I do not work on X, but I am being asked, because if I do know the answer, my team leader knows I will give the honest answer (rather than telling them what they want to hear).

You should continue to tell them honestly that you do not know, then. It sounds like your team leader has a great attitude about this, but might be relying on you too heavily for things that are not your responsibility.

If you are looking to move up the chain, or get a raise, etc. then it's good to look for ways to improve your reliability and increase your responsibilities, but keeping tabs on your coworkers's tasks isn't that. Managers and their reports should be responsible for appropriately communicating between them how projects are moving along and the like. There's nothing wrong with your boss getting a secretary to help manage information and their schedule if they needs one, or splitting the team and hiring/promoting team leads below him, but it is not your job to track this information on your peers unless you/they are aiming to take on that kind of job. (You should, of course, have a good idea of the status of both solo and collaborative projects that you are actively a part of.)

It is odd that you are leading the team standup while the team leader is either absent or not paying attention.
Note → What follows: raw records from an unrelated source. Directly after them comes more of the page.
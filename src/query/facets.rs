//! Sticky facet construction and aggregation-result parsing
//!
//! A sticky facet's bucket counts ignore that facet's own active filter while
//! still honoring every other filter, so its options remain selectable after
//! the user picks one. Selected values are carried by a companion terms
//! aggregation so they always appear in the result, even with zero matches.

use crate::backend::{AggregationResult, AggregationSpec, BucketOrder, Query};
use std::collections::BTreeMap;

/// Suffix of the companion aggregation carrying user-selected values
pub const SELECTED_SUFFIX: &str = "__selected";
/// Suffix of the filter wrapper around each sticky facet
const FILTER_SUFFIX: &str = "_filter";

/// Default number of buckets per facet
pub const DEFAULT_FACET_SIZE: usize = 10;

/// Builds sticky facet aggregation trees from the active filter map
#[derive(Debug, Clone)]
pub struct StickyFacetBuilder {
    query: Query,
    /// field name -> the filter clause active for that field
    filters: BTreeMap<String, Query>,
}

impl StickyFacetBuilder {
    pub fn new(query: Query, filters: BTreeMap<String, Query>) -> Self {
        Self { query, filters }
    }

    /// One sticky facet on `field`.
    ///
    /// The wrapper filter conjoins the top-level query with every active
    /// filter except the one keyed by `field`; the terms sub-aggregation
    /// takes the top `size` values by descending count, and `selected`
    /// values ride along in a companion aggregation regardless of count.
    pub fn build_sticky_facet(
        &self,
        field: &str,
        facet_name: &str,
        size: usize,
        selected: &[String],
    ) -> AggregationSpec {
        let mut clauses = vec![self.query.clone()];
        for (filter_field, filter) in &self.filters {
            if filter_field != field {
                clauses.push(filter.clone());
            }
        }

        let mut aggs = vec![AggregationSpec::Terms {
            name: facet_name.to_string(),
            field: field.to_string(),
            size,
            order: BucketOrder::CountDesc,
            include: None,
            aggs: Vec::new(),
        }];
        if !selected.is_empty() {
            aggs.push(AggregationSpec::Terms {
                name: format!("{}{}", facet_name, SELECTED_SUFFIX),
                field: field.to_string(),
                size: selected.len(),
                order: BucketOrder::CountDesc,
                include: Some(selected.to_vec()),
                aggs: Vec::new(),
            });
        }

        AggregationSpec::Filter {
            name: format!("{}{}", facet_name, FILTER_SUFFIX),
            filter: Query::all_of(clauses),
            aggs,
        }
    }
}

/// One facet bucket
#[derive(Debug, Clone, PartialEq)]
pub struct FacetValue {
    pub key: String,
    pub count: u64,
    pub sub_facets: Vec<(String, Vec<FacetValue>)>,
}

impl FacetValue {
    fn new(key: String, count: u64) -> Self {
        Self {
            key,
            count,
            sub_facets: Vec::new(),
        }
    }
}

/// Parsed facet results, in the order the aggregations were requested
#[derive(Debug, Clone, Default)]
pub struct Facets {
    names: Vec<String>,
    values: BTreeMap<String, Vec<FacetValue>>,
}

impl Facets {
    /// Parse raw aggregation results, unwrapping sticky filter wrappers and
    /// merging each `__selected` companion into its base facet.
    pub fn from_results(results: &[AggregationResult]) -> Self {
        let mut facets = Facets::default();
        for result in results {
            facets.absorb(result);
        }
        facets
    }

    fn absorb(&mut self, result: &AggregationResult) {
        if result.name.ends_with(FILTER_SUFFIX) {
            // single unnamed bucket wrapping the real facet aggregations
            for bucket in &result.buckets {
                for sub in &bucket.aggregations {
                    self.absorb(sub);
                }
            }
            return;
        }

        if let Some(base) = result.name.strip_suffix(SELECTED_SUFFIX) {
            let base = base.to_string();
            let entry = self.entry(&base);
            for bucket in &result.buckets {
                if !entry.iter().any(|v| v.key == bucket.key) {
                    entry.push(FacetValue::new(bucket.key.clone(), bucket.doc_count));
                }
            }
            return;
        }

        let name = result.name.clone();
        let entry = self.entry(&name);
        for bucket in &result.buckets {
            if entry.iter().any(|v| v.key == bucket.key) {
                continue;
            }
            let mut value = FacetValue::new(bucket.key.clone(), bucket.doc_count);
            if !bucket.aggregations.is_empty() {
                let nested = Facets::from_results(&bucket.aggregations);
                for sub_name in nested.names() {
                    if let Some(sub_values) = nested.get(sub_name) {
                        value
                            .sub_facets
                            .push((sub_name.to_string(), sub_values.to_vec()));
                    }
                }
            }
            entry.push(value);
        }
    }

    fn entry(&mut self, name: &str) -> &mut Vec<FacetValue> {
        if !self.values.contains_key(name) {
            self.names.push(name.to_string());
            self.values.insert(name.to_string(), Vec::new());
        }
        self.values.get_mut(name).unwrap()
    }

    /// Facet names in request order
    pub fn names(&self) -> &[String] {
        &self.names
    }

    pub fn get(&self, name: &str) -> Option<&[FacetValue]> {
        self.values.get(name).map(|v| v.as_slice())
    }

    pub fn is_empty(&self) -> bool {
        self.names.is_empty()
    }
}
This is their job. Are you sure you are not beginning to manage the team? Does your team leader manage multiple teams? There may need to be a change to the process or reporting structure here.

Do take notes if they would be useful to you for your own purposes and those of your role. Stand-ups are meant to be an effective tool, don't let philosophical arguments prevent you from making them more effective for you. Don't, however, take notes in order to bridge a gap that has nothing to do with you.